## Work request
Give every line of the listing back, exactly as written.
BEGIN Data in this exercise
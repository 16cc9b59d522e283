use std::iter;

use quadris_engine::GameSession;
use ratatui::{
    buffer::Buffer,
    layout::{Constraint, Layout, Rect},
    text::Line,
    widgets::{Block as BlockWidget, BlockExt as _, Widget},
};

use crate::ui::widgets::style;

pub struct StatsDisplay<'a> {
    session: &'a GameSession,
    block: Option<BlockWidget<'a>>,
}

impl<'a> StatsDisplay<'a> {
    pub fn new(session: &'a GameSession) -> Self {
        Self {
            session,
            block: None,
        }
    }

    pub fn block(self, block: BlockWidget<'a>) -> Self {
        Self {
            block: Some(block),
            ..self
        }
    }

    pub fn width(&self) -> u16 {
        20 + super::block_horizontal_margin(self.block.as_ref())
    }

    pub fn height(&self) -> u16 {
        u16::try_from(ROWS.len()).unwrap() + super::block_vertical_margin(self.block.as_ref())
    }
}

#[derive(Clone, Copy)]
enum Row {
    Empty,
    FullLabel(&'static str),
    FullValue(&'static dyn Fn(&GameSession) -> String),
    LabelValue(&'static str, &'static dyn Fn(&GameSession) -> String),
}

const ROWS: &[Row] = &[
    Row::FullLabel("SCORE:"),
    Row::FullValue(&|session| session.stats().score().to_string()),
    Row::Empty,
    Row::LabelValue("LEVEL:", &|session| session.stats().level().to_string()),
    Row::LabelValue("LINES:", &|session| {
        session.stats().total_cleared_lines().to_string()
    }),
    Row::LabelValue("PIECES:", &|session| {
        session.stats().completed_pieces().to_string()
    }),
    Row::Empty,
    Row::LabelValue("SINGLES:", &|session| {
        session.stats().line_cleared_counter()[1].to_string()
    }),
    Row::LabelValue("DOUBLES:", &|session| {
        session.stats().line_cleared_counter()[2].to_string()
    }),
    Row::LabelValue("TRIPLES:", &|session| {
        session.stats().line_cleared_counter()[3].to_string()
    }),
    Row::LabelValue("TETRIS:", &|session| {
        session.stats().line_cleared_counter()[4].to_string()
    }),
];

impl Widget for StatsDisplay<'_> {
    fn render(self, area: Rect, buf: &mut Buffer) {
        self.block.as_ref().render(area, buf);
        let area = self.block.inner_if_some(area);

        let style = style::DEFAULT;

        let rows_areas =
            Layout::vertical((0..ROWS.len()).map(|_| Constraint::Length(1))).split(area);

        for (row, area) in iter::zip(ROWS.iter().copied(), rows_areas[..].iter().copied()) {
            match row {
                Row::Empty => {}
                Row::FullLabel(label) => {
                    Line::styled(label, style).left_aligned().render(area, buf);
                }
                Row::FullValue(value) => {
                    Line::styled(value(self.session), style)
                        .right_aligned()
                        .render(area, buf);
                }
                Row::LabelValue(label, value) => {
                    let [label_area, value_area] = area.layout(&Layout::horizontal([
                        Constraint::Fill(1),
                        Constraint::Fill(1),
                    ]));
                    Line::styled(label, style)
                        .left_aligned()
                        .render(label_area, buf);
                    Line::styled(value(self.session), style)
                        .right_aligned()
                        .render(value_area, buf);
                }
            }
        }
    }
}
END Data in this exercise
## Completed exercise
repository 16cc9b59d522e283
use std::iter;

use quadris_engine::GameSession;
use ratatui::{
    buffer::Buffer,
    layout::{Constraint, Layout, Rect},
    text::Line,
    widgets::{Block as BlockWidget, BlockExt as _, Widget},
};

use crate::ui::widgets::style;

pub struct StatsDisplay<'a> {
    session: &'a GameSession,
    block: Option<BlockWidget<'a>>,
}

impl<'a> StatsDisplay<'a> {
    pub fn new(session: &'a GameSession) -> Self {
        Self {
            session,
            block: None,
        }
    }

    pub fn block(self, block: BlockWidget<'a>) -> Self {
        Self {
            block: Some(block),
            ..self
        }
    }

    pub fn width(&self) -> u16 {
        20 + super::block_horizontal_margin(self.block.as_ref())
    }

    pub fn height(&self) -> u16 {
        u16::try_from(ROWS.len()).unwrap() + super::block_vertical_margin(self.block.as_ref())
    }
}

#[derive(Clone, Copy)]
enum Row {
    Empty,
    FullLabel(&'static str),
    FullValue(&'static dyn Fn(&GameSession) -> String),
    LabelValue(&'static str, &'static dyn Fn(&GameSession) -> String),
}

const ROWS: &[Row] = &[
    Row::FullLabel("SCORE:"),
    Row::FullValue(&|session| session.stats().score().to_string()),
    Row::Empty,
    Row::LabelValue("LEVEL:", &|session| session.stats().level().to_string()),
    Row::LabelValue("LINES:", &|session| {
        session.stats().total_cleared_lines().to_string()
    }),
    Row::LabelValue("PIECES:", &|session| {
        session.stats().completed_pieces().to_string()
    }),
    Row::Empty,
    Row::LabelValue("SINGLES:", &|session| {
        session.stats().line_cleared_counter()[1].to_string()
    }),
    Row::LabelValue("DOUBLES:", &|session| {
        session.stats().line_cleared_counter()[2].to_string()
    }),
    Row::LabelValue("TRIPLES:", &|session| {
        session.stats().line_cleared_counter()[3].to_string()
    }),
    Row::LabelValue("TETRIS:", &|session| {
        session.stats().line_cleared_counter()[4].to_string()
    }),
];

impl Widget for StatsDisplay<'_> {
    fn render(self, area: Rect, buf: &mut Buffer) {
        self.block.as_ref().render(area, buf);
        let area = self.block.inner_if_some(area);

        let style = style::DEFAULT;

        let rows_areas =
            Layout::vertical((0..ROWS.len()).map(|_| Constraint::Length(1))).split(area);

        for (row, area) in iter::zip(ROWS.iter().copied(), rows_areas[..].iter().copied()) {
            match row {
                Row::Empty => {}
                Row::FullLabel(label) => {
                    Line::styled(label, style).left_aligned().render(area, buf);
                }
                Row::FullValue(value) => {
                    Line::styled(value(self.session), style)
                        .right_aligned()
                        .render(area, buf);
                }
                Row::LabelValue(label, value) => {
                    let [label_area, value_area] = area.layout(&Layout::horizontal([
                        Constraint::Fill(1),
                        Constraint::Fill(1),
                    ]));
                    Line::styled(label, style)
                        .left_aligned()
                        .render(label_area, buf);
                    Line::styled(value(self.session), style)
                        .right_aligned()
                        .render(value_area, buf);
                }
            }
        }
    }
}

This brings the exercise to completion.